The causes of the retained placenta are-
- Uterine atonicity or inability of the uterus to contract properly in case of a mother with multiple births, prolonged labour, uterine malformation, overdistension of the uterus and the bigger placental surface area.
- Sometimes, the placenta may separate but retain due to poor voluntary expulsive efforts of the mother especially following exhaustive and prolonged labour.
- Placenta accreta is a very rare and abnormal condition in which the placenta is deeply attached to the uterine walls.
- Wrong technique to expel the placenta before it separates by inexperienced personnel.
- A full bladder may stop the adequate uterine contraction and retraction that causes difficulty in the expulsion of the placenta.
What are the symptoms of retained placenta?

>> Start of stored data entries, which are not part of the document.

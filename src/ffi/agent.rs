/**
 * ffi/agent.rs
 *
 * FFI bindings for event loops and agents.
 *
 * An agent created on a loop must be freed before that loop.
 */

use super::*;
use libc::{c_char, c_int, c_uint, size_t};
use std::ffi::CStr;
use std::time::Duration;

use crate::agent::{Agent, AgentConfig};
use crate::event_loop::EventLoop;
use crate::native::types::{Compatibility, ComponentState};

fn loop_ref<'a>(handle: *const EventLoopHandle) -> Option<&'a EventLoop> {
    unsafe { (handle as *const EventLoop).as_ref() }
}

fn agent_ref<'a>(handle: *const AgentHandle) -> Option<&'a Agent> {
    let agent = unsafe { (handle as *const Agent).as_ref() };
    if agent.is_none() {
        set_last_error("Null agent handle");
    }
    agent
}

fn options_to_config(options: &AgentOptions) -> Result<AgentConfig, String> {
    let compatibility = Compatibility::from_raw(options.compatibility)
        .ok_or_else(|| format!("Invalid compatibility mode: {}", options.compatibility))?;
    let stun_server = match c_str_to_rust(options.stun_host) {
        Some(host) if !host.is_empty() => Some((host, options.stun_port)),
        _ => None,
    };
    Ok(AgentConfig {
        compatibility,
        controlling: options.controlling != 0,
        stun_server,
        disable_extra_features: options.disable_extra_features != 0,
    })
}

/// Create an event loop (not yet running)
#[no_mangle]
pub extern "C" fn nice_bridge_loop_new() -> *mut EventLoopHandle {
    Box::into_raw(Box::new(EventLoop::new())) as *mut EventLoopHandle
}

/// Start the loop worker. Returns 1 if a worker was spawned.
#[no_mangle]
pub extern "C" fn nice_bridge_loop_start(handle: *mut EventLoopHandle) -> c_int {
    loop_ref(handle).map_or(0, |l| l.start() as c_int)
}

#[no_mangle]
pub extern "C" fn nice_bridge_loop_stop(handle: *mut EventLoopHandle) {
    if let Some(l) = loop_ref(handle) {
        l.stop();
    }
}

/// Stop, join and release the loop
#[no_mangle]
pub extern "C" fn nice_bridge_loop_free(handle: *mut EventLoopHandle) {
    if !handle.is_null() {
        unsafe {
            let _ = Box::from_raw(handle as *mut EventLoop);
        }
    }
}

/// Create an agent. `loop_handle` and `options` may be null.
#[no_mangle]
pub extern "C" fn nice_bridge_agent_new(
    loop_handle: *const EventLoopHandle,
    options: *const AgentOptions,
) -> *mut AgentHandle {
    let config = match unsafe { options.as_ref() } {
        Some(options) => match options_to_config(options) {
            Ok(config) => config,
            Err(e) => {
                set_last_error(&e);
                return std::ptr::null_mut();
            }
        },
        None => AgentConfig::default(),
    };

    let agent = Agent::new(loop_ref(loop_handle), config.compatibility);
    agent.configure(&config);
    Box::into_raw(Box::new(agent)) as *mut AgentHandle
}

/// Tear down and release the agent
#[no_mangle]
pub extern "C" fn nice_bridge_agent_free(handle: *mut AgentHandle) {
    if !handle.is_null() {
        unsafe {
            let _ = Box::from_raw(handle as *mut Agent);
        }
    }
}

#[no_mangle]
pub extern "C" fn nice_bridge_agent_is_functional(handle: *const AgentHandle) -> c_int {
    agent_ref(handle).map_or(0, |a| a.is_functional() as c_int)
}

#[no_mangle]
pub extern "C" fn nice_bridge_agent_set_controlling(handle: *const AgentHandle, controlling: c_int) {
    if let Some(agent) = agent_ref(handle) {
        agent.set_controlling_mode(controlling != 0);
    }
}

#[no_mangle]
pub extern "C" fn nice_bridge_agent_set_stun_server(handle: *const AgentHandle, host: *const c_char, port: u16) {
    let agent = match agent_ref(handle) {
        Some(agent) => agent,
        None => return,
    };
    match c_str_to_rust(host) {
        Some(host) => agent.set_stun_server(&host, port),
        None => set_last_error("Invalid STUN host"),
    }
}

/// Returns the stream id, 0 on failure
#[no_mangle]
pub extern "C" fn nice_bridge_agent_add_stream(handle: *const AgentHandle, n_components: c_uint) -> c_uint {
    agent_ref(handle).map_or(0, |a| a.add_stream(n_components))
}

/// Returns 1 when every signal connected
#[no_mangle]
pub extern "C" fn nice_bridge_agent_connect_signals(handle: *const AgentHandle) -> c_int {
    agent_ref(handle).map_or(0, |a| a.connect_signals() as c_int)
}

#[no_mangle]
pub extern "C" fn nice_bridge_agent_attach_receiver(
    handle: *const AgentHandle,
    stream_id: c_uint,
    component_id: c_uint,
) -> c_int {
    agent_ref(handle).map_or(0, |a| a.attach_receiver(stream_id, component_id) as c_int)
}

#[no_mangle]
pub extern "C" fn nice_bridge_agent_gather_candidates(handle: *const AgentHandle, stream_id: c_uint) -> c_int {
    agent_ref(handle).map_or(0, |a| a.gather_candidates(stream_id) as c_int)
}

/// Local description; free with `nice_bridge_free_string`. Null when empty.
#[no_mangle]
pub extern "C" fn nice_bridge_agent_local_description(handle: *const AgentHandle) -> *mut c_char {
    match agent_ref(handle).map(Agent::generate_local_description) {
        Some(description) if !description.is_empty() => into_c_string(&description),
        _ => std::ptr::null_mut(),
    }
}

/// Returns 0 on success, negative on error
#[no_mangle]
pub extern "C" fn nice_bridge_agent_parse_remote_description(
    handle: *const AgentHandle,
    description: *const c_char,
) -> c_int {
    let agent = match agent_ref(handle) {
        Some(agent) => agent,
        None => return -1,
    };
    match c_str_to_rust(description) {
        Some(description) => agent.parse_remote_description(&description),
        None => {
            set_last_error("Invalid remote description");
            -1
        }
    }
}

/// Returns bytes sent, negative on error
#[no_mangle]
pub extern "C" fn nice_bridge_agent_send(
    handle: *const AgentHandle,
    stream_id: c_uint,
    component_id: c_uint,
    data: *const u8,
    len: size_t,
) -> c_int {
    let agent = match agent_ref(handle) {
        Some(agent) => agent,
        None => return -1,
    };
    if data.is_null() && len != 0 {
        set_last_error("Null data pointer");
        return -1;
    }
    let payload = if len == 0 {
        &[][..]
    } else {
        unsafe { std::slice::from_raw_parts(data, len) }
    };
    agent.send(stream_id, component_id, payload)
}

/// Returns 0 once gathering finished, -1 on timeout
#[no_mangle]
pub extern "C" fn nice_bridge_agent_wait_gathering_done(handle: *const AgentHandle, timeout_ms: u32) -> c_int {
    let agent = match agent_ref(handle) {
        Some(agent) => agent,
        None => return -1,
    };
    match agent.events().wait_gathering_done(Duration::from_millis(timeout_ms as u64)) {
        Ok(()) => 0,
        Err(e) => {
            set_last_error(&e.to_string());
            -1
        }
    }
}

/// Returns 0 once a component is ready, -1 on timeout
#[no_mangle]
pub extern "C" fn nice_bridge_agent_wait_ready(handle: *const AgentHandle, timeout_ms: u32) -> c_int {
    let agent = match agent_ref(handle) {
        Some(agent) => agent,
        None => return -1,
    };
    match agent.events().wait_ready(Duration::from_millis(timeout_ms as u64)) {
        Ok(()) => 0,
        Err(e) => {
            set_last_error(&e.to_string());
            -1
        }
    }
}

/// Next received payload, or an empty buffer on timeout.
/// Free with `nice_bridge_free_buffer`.
#[no_mangle]
pub extern "C" fn nice_bridge_agent_recv(handle: *const AgentHandle, timeout_ms: u32) -> ByteBuffer {
    match agent_ref(handle).map(|a| a.events().recv_data(Duration::from_millis(timeout_ms as u64))) {
        Some(Ok(data)) => ByteBuffer::from_vec(data.payload),
        _ => ByteBuffer::empty(),
    }
}

/// `NiceComponentState` value
#[no_mangle]
pub extern "C" fn nice_bridge_agent_component_state(
    handle: *const AgentHandle,
    stream_id: c_uint,
    component_id: c_uint,
) -> c_uint {
    agent_ref(handle)
        .map_or(ComponentState::Disconnected, |a| a.component_state(stream_id, component_id))
        .as_raw()
}

/// Candidates as a JSON array; free with `nice_bridge_free_string`
#[no_mangle]
pub extern "C" fn nice_bridge_agent_candidates_json(
    handle: *const AgentHandle,
    stream_id: c_uint,
    component_id: c_uint,
    remote: c_int,
) -> *mut c_char {
    let agent = match agent_ref(handle) {
        Some(agent) => agent,
        None => return std::ptr::null_mut(),
    };
    let candidates = if remote != 0 {
        agent.remote_candidates(stream_id, component_id)
    } else {
        agent.local_candidates(stream_id, component_id)
    };
    match serde_json::to_string(&candidates) {
        Ok(json) => into_c_string(&json),
        Err(e) => {
            set_last_error(&format!("Candidate serialization failed: {}", e));
            std::ptr::null_mut()
        }
    }
}

/// Name of a component state (static, do not free)
#[no_mangle]
pub extern "C" fn nice_bridge_component_state_name(state: c_uint) -> *const c_char {
    let name: &'static CStr = ComponentState::from_raw(state).map_or(c"UNKNOWN", ComponentState::as_c_str);
    name.as_ptr()
}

The main symptom of the retained placenta is the placenta is not delivered within 30 minutes after the birth of the baby. In some conditions, the placenta may be delivered but some parts of the placental tissue or membranes may remain in the uterus leading to infection and heavy bleeding.

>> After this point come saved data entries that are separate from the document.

/**
 * native/mod.rs
 *
 * Native side of the bindings:
 * - memory-layout mirror of libnice records
 * - runtime library search
 * - symbol table shared by every handle
 */

pub mod layout;
pub mod loader;
pub mod symbols;
pub mod types;

pub use layout::{CandidateView, GSList, NiceAddress, NiceCandidate};
pub use symbols::{Symbols, CORE_SYMBOLS};
pub use types::{CandidateTransport, CandidateType, Compatibility, ComponentState};

use std::sync::{Arc, OnceLock};
use tracing::{error, info, warn};

use crate::config::BridgeConfig;
use crate::error::{Error, Result};

static GLOBAL: OnceLock<Arc<Symbols>> = OnceLock::new();

/// Load the native library and resolve the symbol table.
///
/// With `require_native` unset this never fails: missing pieces resolve to
/// absent entries. With it set, a missing library or core symbol is an error.
pub fn load(config: &BridgeConfig) -> Result<Symbols> {
    let loaded = loader::load_libraries(config);
    let source = loaded.primary.as_ref().map(|step| step.describe());
    let symbols = Symbols::resolve(loaded.libraries).with_origin(source, loaded.tried);

    if config.require_native {
        require(&symbols)?;
    } else {
        let missing = symbols.missing_core();
        if !missing.is_empty() {
            warn!(missing = ?missing, "running with missing native symbols");
        }
    }

    if symbols.init_networking() {
        info!("GLib networking initialized");
    }

    Ok(symbols)
}

/// Fail unless the primary library loaded and every core symbol resolved
pub fn require(symbols: &Symbols) -> Result<()> {
    if symbols.source().is_none() {
        return Err(Error::LibraryNotFound {
            tried: symbols.tried().to_vec(),
        });
    }
    let missing = symbols.missing_core();
    if !missing.is_empty() {
        return Err(Error::MissingSymbols(missing));
    }
    Ok(())
}

/// Initialise the process-wide table from `config`.
///
/// The first successful call wins; later calls return the existing table.
/// With `require_native` set, an existing degraded table is still an error.
pub fn init(config: &BridgeConfig) -> Result<Arc<Symbols>> {
    if let Some(existing) = GLOBAL.get() {
        if config.require_native {
            require(existing)?;
        }
        return Ok(existing.clone());
    }
    let symbols = Arc::new(load(config)?);
    Ok(GLOBAL.get_or_init(|| symbols).clone())
}

/// Process-wide table, loaded from the environment on first use
pub fn global() -> Arc<Symbols> {
    GLOBAL
        .get_or_init(|| match load(&BridgeConfig::from_env()) {
            Ok(symbols) => Arc::new(symbols),
            Err(e) => {
                error!("native load failed, continuing without native bindings: {}", e);
                Arc::new(Symbols::absent())
            }
        })
        .clone()
}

You may experience mild cramping, discomfort and passing of clots with bleeding which is normal but if you experience any of the following symptoms then you need to call your healthcare provider.
- Severe abdominal cramps with the passage of placental tissues or membranes with bleeding
- Foul-smelling vaginal discharge
- Fever due to infection
- Heavy bleeding
How is retained placenta diagnosed?
If your placenta has not been delivered within 30 minutes then you are diagnosed to have retained placenta.

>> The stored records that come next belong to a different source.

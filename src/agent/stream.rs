/**
 * agent/stream.rs
 *
 * Borrowed view of one stream of an agent
 */

use super::{Agent, CandidateSnapshot};
use crate::native::types::ComponentState;

#[derive(Clone, Copy)]
pub struct Stream<'a> {
    agent: &'a Agent,
    id: u32,
}

impl<'a> Stream<'a> {
    pub(super) fn new(agent: &'a Agent, id: u32) -> Self {
        Self { agent, id }
    }

    pub fn id(&self) -> u32 {
        self.id
    }

    pub fn gather_candidates(&self) -> bool {
        self.agent.gather_candidates(self.id)
    }

    pub fn attach_receiver(&self, component_id: u32) -> bool {
        self.agent.attach_receiver(self.id, component_id)
    }

    pub fn send(&self, component_id: u32, data: &[u8]) -> i32 {
        self.agent.send(self.id, component_id, data)
    }

    pub fn component_state(&self, component_id: u32) -> ComponentState {
        self.agent.component_state(self.id, component_id)
    }

    pub fn local_candidates(&self, component_id: u32) -> Vec<CandidateSnapshot> {
        self.agent.local_candidates(self.id, component_id)
    }

    pub fn remote_candidates(&self, component_id: u32) -> Vec<CandidateSnapshot> {
        self.agent.remote_candidates(self.id, component_id)
    }
}

impl std::fmt::Debug for Stream<'_> {
    fn fmt(&self, f: &mut std::fmt::Formatter<'_>) -> std::fmt::Result {
        f.debug_struct("Stream")
            .field("agent", &self.agent.token())
            .field("id", &self.id)
            .finish()
    }
}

The adherent placenta is diagnosed during manual removal. It is also diagnosed by noting the signs of absence of placental separation.
What are the risks associated with retained placenta?
The risks involved in prolonged retention of the placenta are-
- Severe bleeding
- Shock develops due to blood loss
- Puerperal sepsis
- Risk of recurrence in next pregnancy.
How is retained placenta treated?
Soon after the delivery of the baby, the mother is to be watched carefully to note the signs of separation of the placenta for 30 minutes. The bladder should be emptied using a rubber catheter. Intravenous fluids are started to decrease the risk of shock due to heavy blood loss.
Management of the retained placenta depends on the placenta whether separated, unseparated or complicated.
Separated retained placenta
If the placenta is separated but retained it should be expelled by controlled cord traction in which the cord is pulled slowly and bringing the placenta out.
Unseparated retained placenta
If the placenta is unseparated and retained then, manual removal of the placenta is to be done under general anaesthesia.
Complicated retained placenta
If the placenta is retained and also complicated by bleeding, shock, the infection then it is treated as follows-
- Retained Placenta with sepsis (infection): When a woman is delivered outside and admitted after a few hours or even days after delivery to the hospital. In this case, swabs are taken for testing and antibiotic is given to treat the infection. As soon as the general condition permits manual removal of the placenta is done.
- Retained placenta with an episiotomy wound: In this condition, the placenta is removed manually followed by repair of the episiotomy wound.
- Retained placenta with shock: In this, shock is treated first when the condition improves manual removal of the placenta is to be done.
In the above post, we discussed the retained placenta, its causes, symptoms, diagnosis, the risk associated with retained placenta and treatment.